The anti-poaching activist was shot dead aged 51 in Tanzania last year.
He
has won the IRF Lifetime Achievement Award for his efforts to stop the
poaching of elephants and trafficking of its ivory in Tanzania and
Africa.
Lotter was a director and co-founder of the
PAMS Foundation, an NGO that provides conservation and anti-poaching
support to communities and governments in Africa.
For his work, he had received opposition and death threats since he set up PAMS in 2009.
The
Foundation finances Tanzania’s elite anti-poaching National and
Transnational Serious Crimes Investigation Unit (NTSCIU), which was
responsible for arrests of major ivory traffickers including Yang Feng
Glan known as the ‘Queen of Ivory’ and several other notorious elephant
poachers.
NTSCIU has arrested more than 2,000 poachers and ivory traffickers and has a conviction rate of 80 per cent since 2012.
Lotter believed the unit’s work had helped to reduce poaching rates in Tanzania by at least 50 per cent.
He attributed PAMS’ success to the work of the communities and agencies they worked with.
The
threats to Africa’s elephants range from habitat loss, human
encroachment and farming, climate change and militarised poaching.
Lotter,
who was born in Johannesburg, began his wildlife conservation career as
a ranger in South Africa. He rose through the ranks to become a leading
conservationist and served on the boards of several conservation
groups. He was also the vice president of the International Ranger
Federation.
The prestigious annual Global Ranger
Awards recognise the passion shown by rangers and frontline
conservationists who have dedicated their lives to the protection of the
wildlife.
The awards “highlight rangers’ passion and
dedication for conservation and represent the heart and hard work of
rangers who give so much of themselves to conserve the world’s wildlife
and wild places,” said IRF president, and founder of The Thin Green Line
Foundation, Sean Willmore.
Commenting on Lotter’s win the IRF said that he was: “Such a deserving recipient of this award. Wayne’s fight lives on.”
A court in Tanzania in February 2018, charged eight people with the murder and conspiracy to murder Lotter.

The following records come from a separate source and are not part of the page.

#[cfg(test)]
mod tests {
    use super::*;
    use proptest::prelude::*;

    fn shelf() -> Surface {
        Surface::solid("shelf", Rect::new(50.0, 150.0, 150.0, 160.0))
    }

    #[test]
    fn test_at_rest_without_input() {
        let mut ball = BallPhysics::default();
        ball.init(100.0, 100.0);
        ball.set_platforms(vec![shelf()]);
        ball.tick();
        assert_eq!(ball.position(), Vec2::new(100.0, 100.0));
        assert_eq!(ball.velocity(), Vec2::ZERO);
        assert!(!ball.is_grounded());
    }

    #[test]
    fn test_tick_before_init() {
        let mut ball = BallPhysics::default();
        ball.tick();
        // World left defaults to 0, so the ball is pushed in by its radius
        assert_eq!(ball.position(), Vec2::new(BALL_RADIUS, 0.0));
        assert_eq!(ball.velocity(), Vec2::ZERO);
    }

    #[test]
    fn test_input_is_consumed() {
        let mut ball = BallPhysics::default();
        ball.init(100.0, 100.0);
        ball.set_input(1.0, 0.0);
        ball.tick();
        let after_push = ball.velocity().x;
        assert!((after_push - MOVE_ACCEL * FRICTION).abs() < 1e-6);
        ball.tick();
        // No new input: only friction acts
        assert!((ball.velocity().x - after_push * FRICTION).abs() < 1e-6);
    }

    #[test]
    fn test_input_coerced_to_unit() {
        let mut ball = BallPhysics::default();
        ball.init(100.0, 100.0);
        ball.set_input(5.0, -3.0);
        ball.tick();
        let expected = MOVE_ACCEL * FRICTION;
        assert!((ball.velocity().x - expected).abs() < 1e-6);
        assert!((ball.velocity().y + expected).abs() < 1e-6);
    }

    #[test]
    fn test_fast_landing_bounces() {
        let mut ball = BallPhysics::default();
        ball.init(100.0, 0.0);
        ball.set_platforms(vec![shelf()]);

        let mut bounced = false;
        for _ in 0..200 {
            let before = ball.velocity().y;
            ball.set_input(0.0, 1.0);
            ball.tick();
            if ball.velocity().y < 0.0 {
                assert!(before > 1.0, "should have been falling fast");
                assert!(ball.velocity().y.abs() < before);
                assert_eq!(ball.position().y, 140.0);
                bounced = true;
                break;
            }
        }
        assert!(bounced);
    }

    #[test]
    fn test_slow_landing_stops_and_grounds() {
        let params = PhysicsParams {
            move_accel: 0.3,
            ..Default::default()
        };
        let mut ball = BallPhysics::new(params);
        ball.init(100.0, 139.9);
        ball.set_platforms(vec![shelf()]);
        ball.set_input(0.0, 1.0);
        ball.tick();

        assert_eq!(ball.velocity().y, 0.0);
        assert!(ball.is_grounded());
        assert_eq!(ball.position().y, 140.0);
    }

    #[test]
    fn test_held_down_settles_on_top() {
        let mut ball = BallPhysics::default();
        ball.init(100.0, 100.0);
        ball.set_platforms(vec![shelf()]);

        for _ in 0..600 {
            ball.set_input(0.0, 1.0);
            ball.tick();
            assert!(ball.velocity().y.abs() <= MAX_VY);
        }

        assert_eq!(ball.position().y, 150.0 - BALL_RADIUS);
        assert_eq!(ball.position().x, 100.0);
        assert!(ball.is_grounded());
    }

    #[test]
    fn test_ceiling_hit_from_below() {
        let mut ball = BallPhysics::default();
        ball.init(100.0, 200.0);
        ball.set_platforms(vec![shelf()]);

        for _ in 0..100 {
            ball.set_input(0.0, -1.0);
            ball.tick();
            if ball.velocity().y > 0.0 {
                break;
            }
        }
        assert_eq!(ball.position().y, 170.0);
        assert!(ball.velocity().y > 0.0);
        assert!(!ball.is_grounded());
    }

    #[test]
    fn test_side_hit() {
        let wall = Surface::solid("wall", Rect::new(200.0, 0.0, 220.0, 400.0));
        let mut ball = BallPhysics::default();
        ball.init(100.0, 200.0);
        ball.set_platforms(vec![wall]);

        for _ in 0..100 {
            ball.set_input(1.0, 0.0);
            ball.tick();
            if ball.velocity().x < 0.0 {
                break;
            }
        }
        assert_eq!(ball.position().x, 190.0);
        assert!(ball.velocity().x < 0.0);
    }

    #[test]
    fn test_surfaces_resolve_in_order() {
        // Two overlapping slabs: the first pushes the ball up onto the
        // second, which then pushes it up again.
        let lower = Surface::solid("lower", Rect::new(0.0, 100.0, 200.0, 140.0));
        let upper = Surface::solid("upper", Rect::new(0.0, 80.0, 200.0, 100.0));
        let mut ball = BallPhysics::default();
        ball.init(100.0, 95.0);
        ball.set_platforms(vec![lower.clone(), upper.clone()]);
        ball.tick();
        assert_eq!(ball.position().y, 70.0);

        // Reversed order stops after the lower slab
        let mut ball = BallPhysics::default();
        ball.init(100.0, 95.0);
        ball.set_platforms(vec![upper, lower]);
        ball.tick();
        assert_eq!(ball.position().y, 90.0);
    }

    #[test]
    fn test_world_bounds_bounce() {
        let mut ball = BallPhysics::default();
        ball.init(20.0, 100.0);
        ball.set_world_bounds(0.0, 500.0);

        let mut incoming = 0.0;
        for _ in 0..20 {
            incoming = ball.velocity().x;
            ball.set_input(-1.0, 0.0);
            ball.tick();
            assert!(ball.position().x >= BALL_RADIUS);
            if ball.velocity().x > 0.0 {
                break;
            }
        }

        // Reversed and damped, pinned to the bound
        assert_eq!(ball.position().x, BALL_RADIUS);
        let vx = ball.velocity().x;
        assert!(vx > 0.0);
        assert!(vx < incoming.abs());
        assert!((vx - 1.396925).abs() < 1e-4);
    }

    #[test]
    fn test_world_bounds_slow_hit_stops() {
        let params = PhysicsParams {
            move_accel: 0.3,
            ..Default::default()
        };
        let mut ball = BallPhysics::new(params);
        ball.init(10.2, 100.0);
        ball.set_world_bounds(0.0, 500.0);

        // -0.3 after friction is -0.291, under the bounce threshold
        ball.set_input(-1.0, 0.0);
        ball.tick();
        assert_eq!(ball.position().x, BALL_RADIUS);
        assert_eq!(ball.velocity().x, 0.0);
    }

    #[test]
    fn test_world_bounds_right_edge_mirrors_left() {
        let mut ball = BallPhysics::default();
        ball.init(480.0, 100.0);
        ball.set_world_bounds(0.0, 500.0);

        let mut incoming = 0.0;
        for _ in 0..20 {
            incoming = ball.velocity().x;
            ball.set_input(1.0, 0.0);
            ball.tick();
            assert!(ball.position().x <= 500.0 - BALL_RADIUS);
            if ball.velocity().x < 0.0 {
                break;
            }
        }

        assert_eq!(ball.position().x, 500.0 - BALL_RADIUS);
        let vx = ball.velocity().x;
        assert!(vx < 0.0);
        assert!(vx.abs() < incoming);
        assert!((vx + 1.396925).abs() < 1e-4);
    }

    #[test]
    fn test_params_replace_takes_effect_next_tick() {
        let mut ball = BallPhysics::default();
        assert_eq!(ball.params().move_accel, MOVE_ACCEL);

        ball.set_params(PhysicsParams {
            move_accel: 1.0,
            ..Default::default()
        });
        assert_eq!(ball.params().move_accel, 1.0);

        ball.init(100.0, 100.0);
        ball.set_input(1.0, 0.0);
        ball.tick();
        assert_eq!(ball.velocity().x, FRICTION);
    }

    #[test]
    fn test_friction_converges_to_zero() {
        let mut ball = BallPhysics::default();
        ball.init(500.0, 500.0);
        for _ in 0..30 {
            ball.set_input(1.0, 1.0);
            ball.tick();
        }

        let mut last = ball.velocity().length();
        let mut ticks = 0;
        while ball.velocity() != Vec2::ZERO {
            ball.tick();
            let speed = ball.velocity().length();
            assert!(speed < last);
            last = speed;
            ticks += 1;
            assert!(ticks < 500, "velocity never snapped to zero");
        }
    }

    proptest! {
        #[test]
        fn prop_velocity_stays_clamped(
            inputs in prop::collection::vec((-1i8..=1, -1i8..=1), 1..200),
        ) {
            let mut ball = BallPhysics::default();
            ball.init(300.0, 300.0);
            ball.set_world_bounds(0.0, 600.0);
            ball.set_platforms(vec![shelf()]);
            for (dx, dy) in inputs {
                ball.set_input(dx as f32, dy as f32);
                ball.tick();
                let v = ball.velocity();
                prop_assert!(v.x.abs() <= MAX_VX);
                prop_assert!(v.y.abs() <= MAX_VY);
            }
        }

        #[test]
        fn prop_x_within_world(
            start_x in -200.0f32..1200.0,
            left in 0.0f32..100.0,
            width in 40.0f32..800.0,
            inputs in prop::collection::vec(-1i8..=1, 1..100),
        ) {
            let right = left + width;
            let mut ball = BallPhysics::default();
            ball.init(start_x, 50.0);
            ball.set_world_bounds(left, right);
            for dx in inputs {
                ball.set_input(dx as f32, 0.0);
                ball.tick();
                let x = ball.position().x;
                prop_assert!(x >= left + BALL_RADIUS);
                prop_assert!(x <= right - BALL_RADIUS);
            }
        }
    }
}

He left behind his wife Inge, daughters Cara Jayne and Tamsin, and parents Vera and Charles Lotter.
Winners
Other
winners are Tatiana Espinosa Quiñones of Peru who will receive the 2018
Dr Jane Goodall Hope and Inspiration Ranger Award; and Dode Heim Myline
Houehounha of Benin and Remmy Papae of Solomon Islands who are the
joint winners of The International Young Conservationist Award.
The
three winners along with a PAMS Foundation representative will accept
their awards during a ceremony at the 9th World Ranger Congress to be
held on November 11 to 17 in Sauhara, Nepal.
The
congress brings together rangers from around the world for an
opportunity to share knowledge, learn new skills and create
partnerships. It is held every three years in different countries.